[mira_talk] Re: Megahub info

  • From: Bastien Chevreux <bach@xxxxxxxxxxxx>
  • To: mira_talk@xxxxxxxxxxxxx
  • Date: Wed, 24 Jun 2009 18:43:04 +0200

On Mittwoch 24 Juni 2009 Björn Nystedt wrote:
> running MIRA (V2.9.45x1) I get report on 1 megahub in my data (it might be
> a problem with my vector clipping and I am still investigating that).
> Anyway, I had trouble finding info in the manuals about the log-file:
> *posmatch_megahubs_preassembly.0.lst
> In my case, I have a singel read name in this file.
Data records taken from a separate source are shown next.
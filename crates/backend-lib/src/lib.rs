// ============================
// crates/backend-lib/src/lib.rs
// ============================
//! Authentication core of the talent-auth server: brute-force guard,
//! password reset tokens, credential/session lifecycle and the HTTP gateway.

pub mod audit;
pub mod auth;
pub mod cache;
pub mod config;
pub mod error;
pub mod handlers;
pub mod mailer;
pub mod metrics;
pub mod middleware;
pub mod models;
pub mod notifications;
pub mod router;
pub mod storage;
pub mod time;
pub mod validation;

use crate::auth::{
    AuthService, BruteForceGuard, DefaultAuth, LifecycleManager, ResetTokenIssuer, SessionManager,
};
use crate::cache::{CounterCache, MemoryCache};
use crate::config::Settings;
use crate::mailer::{LogMailer, Mailer};
use crate::middleware::RateLimiter;
use crate::storage::Storage;
use crate::time::TimeProvider;
use anyhow::anyhow;
use std::sync::Arc;
use tracing::debug;

/// Application state shared across all handlers
#[derive(Clone)]
pub struct AppState<S> {
    /// Authentication gateway
    pub auth: Arc<dyn AuthService>,
    /// Storage backend
    pub storage: S,
    pub settings: Arc<Settings>,
    /// Cookie sessions
    pub sessions: SessionManager,
    /// Per-client request throttling
    pub rate_limiter: Arc<RateLimiter>,
    /// Brute-force counters
    pub cache: Arc<dyn CounterCache>,
    pub clock: TimeProvider,
}

impl<S: Storage + Clone> AppState<S> {
    /// Create a new application state with the system clock and the logging
    /// mail transport
    pub fn new(storage: S, settings: Settings) -> anyhow::Result<Self> {
        Self::with_parts(storage, settings, TimeProvider::new(), Arc::new(LogMailer))
    }

    /// Create a new application state from explicit parts
    pub fn with_parts(
        storage: S,
        settings: Settings,
        clock: TimeProvider,
        mailer: Arc<dyn Mailer>,
    ) -> anyhow::Result<Self> {
        let settings = Arc::new(settings);
        let cache: Arc<dyn CounterCache> = Arc::new(MemoryCache::new(clock.clone()));
        let sessions = SessionManager::new();

        let guard = BruteForceGuard::new(cache.clone(), &settings.auth);
        let lifecycle = LifecycleManager::new(
            storage.clone(),
            guard,
            sessions.clone(),
            &settings,
            clock.clone(),
        );
        let issuer = ResetTokenIssuer::new(
            storage.clone(),
            settings.secret_key.as_bytes(),
            &settings.auth,
            clock.clone(),
        )
        .map_err(|e| anyhow!("invalid secret key: {e}"))?;
        let auth = Arc::new(DefaultAuth::new(
            lifecycle,
            issuer,
            storage.clone(),
            mailer,
            settings.clone(),
            clock.clone(),
        ));
        let rate_limiter = Arc::new(RateLimiter::new(&settings.rate_limit, clock.clone()));

        Ok(Self {
            auth,
            storage,
            settings,
            sessions,
            rate_limiter,
            cache,
            clock,
        })
    }

    /// One maintenance sweep: expired credential records, idle sessions,
    /// lapsed counters and rate-limit windows
    pub async fn purge_expired(&self) -> Result<(), error::AppError> {
        let report = self.auth.purge_expired().await?;
        let counters = self.cache.purge_expired();
        let windows = self.rate_limiter.purge();
        debug!(
            credentials = report.credentials,
            sessions = report.sessions,
            counters,
            windows,
            "maintenance sweep"
        );
        Ok(())
    }
}
// ============================
// crates/backend-lib/src/auth/lifecycle.rs
// ============================
//! Credential and session lifecycle.
//!
//! Every issued access or refresh token has a record keyed by its `jti` and
//! moves `ISSUED -> ACTIVE -> {EXPIRED | REVOKED}`. Revocation is absorbing.
//! On top of per-record revocation, `last_password_change` acts as a
//! generation fence: anything issued before it is refused even if it was
//! never revoked individually.
//!
//! Security-relevant events revoke explicitly here. Nothing happens behind the
//! caller's back.
use crate::audit::AuditTrail;
use crate::auth::brute_force::BruteForceGuard;
use crate::auth::jwt::{Claims, TokenCodec};
use crate::auth::password::{
    hash_in_background, validate_password_strength, verify_in_background,
};
use crate::auth::session::{
    Session, SessionManager, KEY_ACCOUNT_ID, KEY_LAST_ACTIVITY, KEY_PASSWORD_GENERATION,
};
use crate::config::{AuthSettings, PasswordRequirements, Settings};
use crate::error::{AppError, CredentialError, FieldErrors};
use crate::metrics::{
    ACCOUNT_LOCKED, CREDENTIAL_ISSUED, CREDENTIAL_REJECTED, CREDENTIAL_REVOKED, LOGIN_FAILED,
    LOGIN_SUCCESS, PASSWORD_CHANGED, SESSION_EXPIRED,
};
use crate::models::{
    Account, AccountId, ClientMeta, CredentialKind, CredentialState, IssuedCredential, Revocation,
    RevocationReason, SecurityEvent,
};
use crate::notifications::Notifier;
use crate::storage::Storage;
use crate::time::TimeProvider;
use chrono::{DateTime, Utc};
use metrics::counter;
use serde_json::json;
use std::sync::Arc;
use tokio::sync::OnceCell;
use tracing::{error, info, warn};

/// Checked against when the identifier matches no account
const DUMMY_PASSWORD: &str = "talent-auth-unknown-account";

/// Freshly issued access + refresh credentials
#[derive(Debug, Clone)]
pub struct TokenPair {
    pub access: String,
    pub refresh: String,
    /// Access lifetime in seconds
    pub expires_in: u64,
}

/// Result of a successful login
pub struct LoginOutcome {
    pub account: Account,
    pub tokens: TokenPair,
    /// Cookie session opened alongside the tokens
    pub session: Session,
}

/// Result of a password change or reset
#[derive(Debug, Clone)]
pub struct PasswordUpdate {
    pub account: Account,
    pub credentials_revoked: usize,
    pub sessions_flushed: usize,
}

/// Issues, rotates and revokes credentials
#[derive(Clone)]
pub struct LifecycleManager<S> {
    storage: S,
    guard: BruteForceGuard,
    codec: TokenCodec,
    sessions: SessionManager,
    audit: AuditTrail<S>,
    notifier: Notifier<S>,
    settings: AuthSettings,
    requirements: PasswordRequirements,
    hash_cost: u8,
    /// Scrypt hash with the configured cost, built on first use
    dummy_hash: Arc<OnceCell<String>>,
    clock: TimeProvider,
}
// ============================
// crates/backend-bin/src/main.rs
// ============================
//! Tokio / Axum entry-point for the talent-auth server.
use anyhow::Context;
use clap::Parser;
use std::net::SocketAddr;
use std::path::PathBuf;
use std::sync::Arc;
use std::time::Duration;
use talent_auth::{
    config::{Settings, DEFAULT_CONFIG_FILE},
    router::create_router,
    storage::MemoryStorage,
    AppState,
};
use tokio::net::TcpListener;
use tracing::{error, info, warn};
use tracing_subscriber::{layer::SubscriberExt, util::SubscriberInitExt, EnvFilter};

const CLEANUP_INTERVAL: Duration = Duration::from_secs(60);

#[derive(Parser, Debug)]
#[command(name = "talent-auth-server", version, about = "Authentication service")]
struct Cli {
    /// Configuration file
    #[arg(short, long, default_value = DEFAULT_CONFIG_FILE)]
    config: PathBuf,

    /// Override `server.host`
    #[arg(long)]
    host: Option<String>,

    /// Override `server.port`
    #[arg(long)]
    port: Option<u16>,

    /// Log as JSON lines
    #[arg(long)]
    json_logs: bool,
}

fn init_tracing(level: &str, json: bool) {
    let filter = EnvFilter::try_from_default_env().unwrap_or_else(|_| EnvFilter::new(level));
    let registry = tracing_subscriber::registry().with(filter);
    if json {
        registry.with(tracing_subscriber::fmt::layer().json()).init();
    } else {
        registry.with(tracing_subscriber::fmt::layer()).init();
    }
}

async fn shutdown_signal() {
    if let Err(e) = tokio::signal::ctrl_c().await {
        error!(error = %e, "could not listen for ctrl-c");
        std::future::pending::<()>().await;
    }
    info!("shutting down");
}

#[tokio::main]
async fn main() -> anyhow::Result<()> {
    let cli = Cli::parse();

    let mut settings = Settings::load_from(&cli.config)
        .with_context(|| format!("loading {}", cli.config.display()))?;
    if let Some(host) = cli.host {
        settings.server.host = host;
    }
    if let Some(port) = cli.port {
        settings.server.port = port;
    }

    init_tracing(&settings.log_level, cli.json_logs);
    if settings.secret_key == Settings::default().secret_key {
        warn!("running with the built-in development secret key");
    }

    let addr = settings.bind_addr();
    let state = Arc::new(AppState::new(MemoryStorage::new(), settings)?);

    let sweeper = state.clone();
    tokio::spawn(async move {
        let mut ticker = tokio::time::interval(CLEANUP_INTERVAL);
        loop {
            ticker.tick().await;
            if let Err(e) = sweeper.purge_expired().await {
                error!(error = %e, "maintenance sweep failed");
            }
        }
    });

    let app = create_router(state);
    let listener = TcpListener::bind(&addr)
        .await
        .with_context(|| format!("binding {addr}"))?;
    info!(%addr, "listening");

    axum::serve(
        listener,
        app.into_make_service_with_connect_info::<SocketAddr>(),
    )
    .with_graceful_shutdown(shutdown_signal())
    .await?;

    Ok(())
}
Anyone knows how to
> interpret that? Björn Nystedt

Hi Björn,

basically, having one read as 'megahub' means that you seem to have a number 
of reads which are quiterepetitive and one of them (by chance) gets over the 
threshold of 'being a megahub'.

Could you please have a look at the new manual in the *46 distribution which 
is a first draft on how to assemble 'nasty' data. There's a section which deals 
on how to find out which parts are causing problems (it's now also available 
online: Finding out repetitive parts in reads 
http://chevreux.org/uploads/media/mirav2946_hard.html#section_6).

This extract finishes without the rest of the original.